Input: (T, 80) → Output: (T/4, 512). GELU activation + LayerNorm.
Conformer Encoder — 12 layers
Each block:
- Feed-forward (half-step, 512→2048→512, SiLU, dropout=0.1)
- Multi-head self-attention with RoPE (8 heads, causal, dropout=0.1)
- Depthwise conv module (kernel=31, causal, dropout=0.1)
- Feed-forward (half-step)
- Post-block LayerNorm
Causal masking enables streaming inference.

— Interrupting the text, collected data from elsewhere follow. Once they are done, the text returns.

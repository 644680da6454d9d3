//! Named shortcuts to nested member fields.

use schema_xml::{Location, XmlNode};
use tracing::trace;

use crate::common::{VersionRange, VERSION_PROPS};
use crate::context::ParseContext;
use crate::error::{ErrorKind, SchemaError};
use crate::field::{Field, FieldKind, FieldStore};
use crate::props::{is_identifier, Props};

const PROPS: &[&str] = &["name", "field", "description"];

#[derive(Debug, Clone, PartialEq, Eq)]
pub struct Alias {
    name: String,
    path: Vec<String>,
    description: Option<String>,
    version: VersionRange,
    location: Location,
}

impl Alias {
    pub(crate) fn parse(
        node: &XmlNode,
        parent: &VersionRange,
        cx: &mut ParseContext<'_>,
    ) -> Result<Self, SchemaError> {
        let props = Props::new(node, &[PROPS, VERSION_PROPS], cx.strict(true))?;
        let name = props
            .identifier("name")?
            .ok_or_else(|| SchemaError::missing(node.location(), "alias", "name"))?;
        let text = props.require("field")?;
        let stripped = text.strip_prefix('$').unwrap_or(text);
        let path: Vec<String> = stripped.split('.').map(str::to_string).collect();
        if path.iter().any(|segment| !is_identifier(segment)) {
            return Err(props.bad_value("field", text, "expected a dotted member path"));
        }
        if let Some(unexpected) = props.elements().first() {
            return Err(SchemaError::new(
                unexpected.location().clone(),
                ErrorKind::UnexpectedElement {
                    element: unexpected.name().to_string(),
                    parent: "alias".to_string(),
                },
            ));
        }
        Ok(Self {
            name: name.to_string(),
            version: VersionRange::parse(&props, name, parent, cx.schema_version)?,
            description: props.string("description")?,
            location: node.location().clone(),
            path,
        })
    }

    pub fn name(&self) -> &str {
        &self.name
    }

    /// Member path segments, outermost first.
    pub fn path(&self) -> &[String] {
        &self.path
    }

    pub fn description(&self) -> Option<&str> {
        self.description.as_deref()
    }

    pub fn version(&self) -> &VersionRange {
        &self.version
    }

    pub fn location(&self) -> &Location {
        &self.location
    }

    /// Walk the path through `fields`, following refs, optional wrappers,
    /// bundle and bitfield members.
    pub fn resolve<'a>(
        &self,
        fields: &'a [Field],
        store: &'a dyn FieldStore,
    ) -> Result<&'a Field, SchemaError> {
        let broken = |segment: &str| {
            SchemaError::new(
                self.location.clone(),
                ErrorKind::AliasPath {
                    alias: self.name.clone(),
                    path: self.path.join("."),
                    segment: segment.to_string(),
                },
            )
        };
        let mut segments = self.path.iter();
        let first = segments.next().ok_or_else(|| broken(""))?;
        let mut current = fields
            .iter()
            .find(|f| f.name() == first)
            .ok_or_else(|| broken(first))?;
        for segment in segments {
            let holder = unwrap(current, store);
            let members: &[Field] = match holder.details() {
                FieldKind::Bundle(bundle) => bundle.members(),
                FieldKind::Bitfield(bits) => bits.members(),
                _ => &[],
            };
            current = members
                .iter()
                .find(|m| m.name() == segment)
                .ok_or_else(|| broken(segment))?;
        }
        trace!(alias = %self.name, target = current.name(), "alias resolved");
        Ok(current)
    }
}

fn unwrap<'a>(mut field: &'a Field, store: &'a dyn FieldStore) -> &'a Field {
    loop {
        let resolved = field.resolve_ref(store);
        match resolved.details() {
            FieldKind::Optional(opt) => field = opt.field(),
            _ => return resolved,
        }
    }
}

/// Parse `<alias>` elements, rejecting names already used by `taken` or by
/// an earlier alias.
pub(crate) fn parse_aliases(
    nodes: &[&XmlNode],
    taken: &[&str],
    parent: &VersionRange,
    cx: &mut ParseContext<'_>,
) -> Result<Vec<Alias>, SchemaError> {
    let mut aliases: Vec<Alias> = Vec::with_capacity(nodes.len());
    for node in nodes {
        let alias = Alias::parse(node, parent, cx)?;
        if taken.contains(&alias.name()) {
            return Err(SchemaError::invalid(
                alias.location(),
                alias.name(),
                "alias name clashes with a field of the same name",
            ));
        }
        if aliases.iter().any(|a| a.name == alias.name) {
            return Err(SchemaError::duplicate(alias.location(), "alias", alias.name()));
        }
        aliases.push(alias);
    }
    Ok(aliases)
}

#[cfg(test)]
mod tests {
    use super::*;
    use crate::diagnostics::Diagnostics;
    use crate::field::tests::{bundle_members, NoStore};
    use crate::protocol::CompileOptions;

    const FIELDS: &str = r#"
        <bundle name="msg">
            <bundle name="hdr">
                <bitfield name="bits">
                    <int name="ver" type="uint8" bitLength="4"/>
                    <int name="kind" type="uint8" bitLength="4"/>
                </bitfield>
                <int name="len" type="uint16"/>
            </bundle>
            <optional name="ext" cond="$hdr.len != 0">
                <bundle name="ext"><int name="crc" type="uint32"/></bundle>
            </optional>
        </bundle>"#;

    fn alias(xml: &str) -> Result<Alias, SchemaError> {
        let node = schema_xml::parse_document(xml, "alias.xml").expect("parse xml");
        let names = vec!["test".to_string()];
        let options = CompileOptions::default();
        let mut diags = Diagnostics::new();
        let mut cx = ParseContext::new(0, &names, &[], &options, &mut diags);
        cx.schema_version = 3;
        Alias::parse(&node, &VersionRange::default(), &mut cx)
    }

    #[test]
    fn resolves_through_members() {
        let fields = bundle_members(FIELDS);
        let ver = alias(r#"<alias name="version" field="$hdr.bits.ver"/>"#).expect("alias");
        let target = ver.resolve(&fields, &NoStore).expect("resolves");
        let hdr = fields[0].as_bundle().expect("bundle");
        let bits = hdr.member("bits").expect("bits");
        let FieldKind::Bitfield(bits) = bits.details() else { panic!("bitfield expected") };
        assert!(std::ptr::eq(target, &bits.members()[0]));

        let crc = alias(r#"<alias name="crc" field="ext.crc"/>"#).expect("alias");
        assert_eq!(crc.resolve(&fields, &NoStore).expect("resolves").name(), "crc");
    }

    #[test]
    fn broken_segment_is_named() {
        let fields = bundle_members(FIELDS);
        let bad = alias(r#"<alias name="bad" field="$hdr.size.x"/>"#).expect("alias");
        let err = bad.resolve(&fields, &NoStore).expect_err("broken");
        assert!(matches!(err.kind(), ErrorKind::AliasPath { ref segment, .. } if segment == "size"));
        let leaf = alias(r#"<alias name="bad" field="hdr.len.x"/>"#).expect("alias");
        let err = leaf.resolve(&fields, &NoStore).expect_err("broken");
        assert!(matches!(err.kind(), ErrorKind::AliasPath { ref segment, .. } if segment == "x"));
    }

    #[test]
    fn alias_element_is_strict() {
        let err = alias(r#"<alias name="a" field="x" color="red"/>"#).expect_err("strict");
        assert!(matches!(err.kind(), ErrorKind::UnknownAttribute { .. }));
        let err = alias(r#"<alias name="a" field="$x..y"/>"#).expect_err("path");
        assert!(matches!(err.kind(), ErrorKind::InvalidValue { .. }));
    }
}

Acoustic Sentinel — the novel component
A 2-layer Transformer classifier (d=256, 4 heads) that predicts per-frame speech probability. Trained with BCE loss to distinguish speech from non-speech (MUSAN music noise).
The sentinel output gates the decoder's cross-attention — non-speech frames are masked to zero, preventing the decoder from hallucinating on silence or background noise.
Gated Decoder — 4 layers
Autoregressive decoder:
- Embedding dropout (p=0.1)
- Causal self-attention with RoPE (8 heads, dropout=0.1)
- Gated cross-attention over sentinel-masked encoder output (8 heads)
- Feed-forward (512→2048→512, GELU, dropout=0.1)
- Pre-norm (LayerNorm before each sub-layer)
Parameter breakdown
| Component | Parameters |
|---|---|
| ConvSubsampler | ~0.8M |
| Conformer Encoder (12 layers) | ~85M |
| CTC Head | ~2.1M |
| Acoustic Sentinel | ~2.5M |
| Gated Decoder (4 layers) | ~105M |
| Total | ~195.8M |
QoQnus SpeechLine
|
QoQnus-DARA Dual-head ASR · Robust Acoustics 195.8M · Conformer + Sentinel 🤗 This model |
QoQnus-Moonshine Streaming ASR · Informal Persian 108M · Moonshine Streaming Coming soon |
QoQnus-DARA-Base Dual-head ASR · Larger capacity ~350M · Conformer + Sentinel In development |
All models in the SpeechLine are trained on GinkgoQ/Qoqnus — a 3,000+ hour Persian speech corpus curated and released by GinkgoQ.
Dataset — GinkgoQ/Qoqnus
| Bucket | Utterances | Hours | SNR |
|---|---|---|---|
| train_high | ~1,083,351 | ~1,260h | ≥ 40 dB |
| train_medium | ~631,573 | ~740h | 30–40 dB |
| val | ~15,262 | ~18h | — |
| test | ~33,000 | ~39h | — |
Sources: Common Voice 13/17, VHDM, Pourmand YouTube, Srezas (YouTube/Fleurs/Yazdi), KiarashQ, Mana-TTS, GPTInformal, Mshojaei, Thomcles, PERTTS.
Training Phases
| Phase | Data | Steps | Peak LR | Augmentation |
|---|---|---|---|---|
| 1 | train_high | 150,000 | 1e-3 | None |
| 2 | train_high + 5% MUSAN | 50,000 | 3e-4 | None |
| 3a | train_high + train_medium | 20,000 | 5e-5 | None |
| Noise v2 | train_high + train_medium | 50,000 | 3e-5 | Curriculum noise |
Loss Function
L_total = 0.3 × L_CTC + 0.7 × L_attention + 0.3 × L_sentinel
L_CTC: CTC loss (blank = vocab_size = 4096)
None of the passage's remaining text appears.